§ **EXERCISE INSTRUCTIONS**: From the line below that contains "use tokio::time::Instant;" to the line that contains "each page, resolved", repeat every line exactly, both ends included, and nothing else.

§ **RECORDS SUPPLIED**:
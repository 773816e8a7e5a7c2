use serde::Serialize;

use cinelog_core::MovieRecord;

// ---------------------------------------------------------------------------
// Manifest
// ---------------------------------------------------------------------------

/// The add-on manifest the browsing client fetches before anything else.
#[derive(Debug, Clone, Serialize)]
pub struct Manifest {
    pub id: String,
    pub version: String,
    pub name: String,
    pub description: String,
    pub catalogs: Vec<CatalogDescriptor>,
    pub resources: Vec<String>,
    pub types: Vec<String>,
}

#[derive(Debug, Clone, Serialize)]
pub struct CatalogDescriptor {
    #[serde(rename = "type")]
    pub kind: String,
    pub id: String,
    pub name: String,
}

impl Manifest {
    pub fn for_user(username: &str, catalog_id: &str) -> Self {
        Self {
            id: format!("org.cinelog.{username}"),
            version: env!("CARGO_PKG_VERSION").to_string(),
            name: format!("Movie Diary: {username}"),
            description: format!("All movies logged by {username}, with their ratings"),
            catalogs: vec![CatalogDescriptor {
                kind: "movie".to_string(),
                id: catalog_id.to_string(),
                name: format!("{username}'s diary"),
            }],
            resources: vec!["catalog".to_string(), "meta".to_string()],
            types: vec!["movie".to_string()],
        }
    }
}

// ---------------------------------------------------------------------------
// Catalog & meta responses
// ---------------------------------------------------------------------------

#[derive(Debug, Serialize)]
pub struct CatalogResponse {
    pub metas: Vec<MetaItem>,
}

#[derive(Debug, Serialize)]
pub struct MetaResponse {
    /// `null` for an unknown id: a well-formed miss, never a fault.
    pub meta: Option<MetaItem>,
}

#[derive(Debug, Serialize)]
#[serde(rename_all = "camelCase")]
pub struct MetaItem {
    pub id: String,
    #[serde(rename = "type")]
    pub kind: String,
    pub name: String,
    pub poster: String,
    pub description: String,
    #[serde(skip_serializing_if = "Option::is_none")]
    pub release_info: Option<String>,
}

impl From<MovieRecord> for MetaItem {
    fn from(record: MovieRecord) -> Self {
        Self {
            id: record.id,
            kind: "movie".to_string(),
            name: record.title,
            poster: record.poster,
            description: record.description,
            release_info: record.year.map(|y| y.to_string()),
        }
    }
}

#[derive(Debug, Serialize)]
pub struct HealthResponse {
    pub status: &'static str,
}
use std::time::Duration;

use tokio::time::Instant;
use url::Url;

use crate::error::AppError;
use crate::extract::PageExtractor;
use crate::models::RawItem;

/// How successive pages of a listing are located.
#[derive(Debug, Clone, Copy, PartialEq, Eq)]
pub enum PageStyle {
    /// `{start}/page/{n}/` suffixes, n starting at 1.
    Numbered,
    /// Follow the next-page locator extracted from each page, resolved
    /// against the start URL's origin.
    NextLink,
}

/// Drives a [`Fetcher`] and a [`PageExtractor`] across successive pages of
/// one logical source until the listing runs out.
///
/// Pages are fetched strictly in order, since page N's existence is only
/// known from page N-1. The returned items preserve page order then in-page
/// document order, which becomes the catalog's display order.
///
/// [`Fetcher`]: crate::traits::Fetcher
pub struct PaginatingCrawler<F, E> {
    fetcher: F,
    extractor: E,
    start_url: String,
    style: PageStyle,
    max_pages: Option<usize>,
    deadline: Option<Duration>,
}

impl<F, E> PaginatingCrawler<F, E>
where
    F: crate::traits::Fetcher,
    E: PageExtractor,
{
    pub fn new(fetcher: F, extractor: E, start_url: impl Into<String>, style: PageStyle) -> Self {
        Self {
            fetcher,
            extractor,
            start_url: start_url.into(),
            style,
            max_pages: None,
            deadline: None,
        }
    }

    /// Safety ceiling on the number of pages fetched, in case the source's
    /// termination markers ever change.
    pub fn with_max_pages(mut self, max_pages: Option<usize>) -> Self {
        self.max_pages = max_pages;
        self
    }

    /// Bound the whole crawl; once exceeded, the in-flight fetch is treated
    /// as a fetch failure and the partial-result policy applies.
    pub fn with_deadline(mut self, deadline: Option<Duration>) -> Self {
        self.deadline = deadline;
        self
    }

    /// Crawl from the start URL until a termination condition triggers:
    /// an item-less page, a missing next locator, the page ceiling, or a
    /// fetch failure. A failure past page one keeps the items gathered so
    /// far; on page one there is nothing to keep and the crawl fails.
    pub async fn crawl(&self) -> Result<Vec<RawItem>, AppError> {
        let started = Instant::now();
        let mut items: Vec<RawItem> = Vec::new();
        let mut page_no = 1usize;
        let mut current = match self.style {
            PageStyle::Numbered => self.numbered_url(1),
            PageStyle::NextLink => self.start_url.clone(),
        };

        loop {
            if let Some(max) = self.max_pages {
                if page_no > max {
                    tracing::info!(max, "page ceiling reached, ending crawl");
                    break;
                }
            }

            let html = match self.fetch_page(&current, started).await {
                Ok(html) => html,
                Err(e) if page_no == 1 => {
                    return Err(AppError::CrawlFailed(format!(
                        "first page {current}: {e}"
                    )));
                }
                Err(e) if e.is_fetch_failure() => {
                    tracing::warn!(
                        page = page_no,
                        url = %current,
                        error = %e,
                        "fetch failed, keeping partial results"
                    );
                    break;
                }
                Err(e) => return Err(e),
            };

            let page = match self.extractor.extract(&html) {
                Ok(page) => page,
                Err(e) => {
                    // Malformed content never fails a crawl that has already
                    // produced items; it just can't go further.
                    tracing::warn!(page = page_no, url = %current, error = %e, "page did not parse, ending crawl");
                    break;
                }
            };

            if page.items.is_empty() {
                tracing::debug!(page = page_no, "empty page, listing exhausted");
                break;
            }
            items.extend(page.items);

            page_no += 1;
            current = match self.style {
                PageStyle::Numbered => self.numbered_url(page_no),
                PageStyle::NextLink => match page.next_page.as_deref() {
                    Some(locator) => match self.resolve(locator) {
                        Some(url) => url,
                        None => {
                            tracing::warn!(locator, "unresolvable next locator, ending crawl");
                            break;
                        }
                    },
                    None => break,
                },
            };
        }

        tracing::info!(items = items.len(), pages = page_no, url = %self.start_url, "crawl complete");
        Ok(items)
    }

    async fn fetch_page(&self, url: &str, started: Instant) -> Result<String, AppError> {
        let Some(total) = self.deadline else {
            return self.fetcher.fetch(url).await;
        };

        let remaining = total.saturating_sub(started.elapsed());
        if remaining.is_zero() {
            return Err(AppError::Timeout(total.as_secs()));
        }
        match tokio::time::timeout(remaining, self.fetcher.fetch(url)).await {
            Ok(result) => result,
            Err(_) => Err(AppError::Timeout(total.as_secs())),
        }
    }

    fn numbered_url(&self, page: usize) -> String {
        format!("{}/page/{page}/", self.start_url.trim_end_matches('/'))
    }

    fn resolve(&self, locator: &str) -> Option<String> {
        let base = Url::parse(&self.start_url).ok()?;
        base.join(locator).ok().map(String::from)
    }
}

§ **RESPONSE TO THIS EXERCISE**:
use tokio::time::Instant;
use url::Url;

use crate::error::AppError;
use crate::extract::PageExtractor;
use crate::models::RawItem;

/// How successive pages of a listing are located.
#[derive(Debug, Clone, Copy, PartialEq, Eq)]
pub enum PageStyle {
    /// `{start}/page/{n}/` suffixes, n starting at 1.
    Numbered,
    /// Follow the next-page locator extracted from each page, resolved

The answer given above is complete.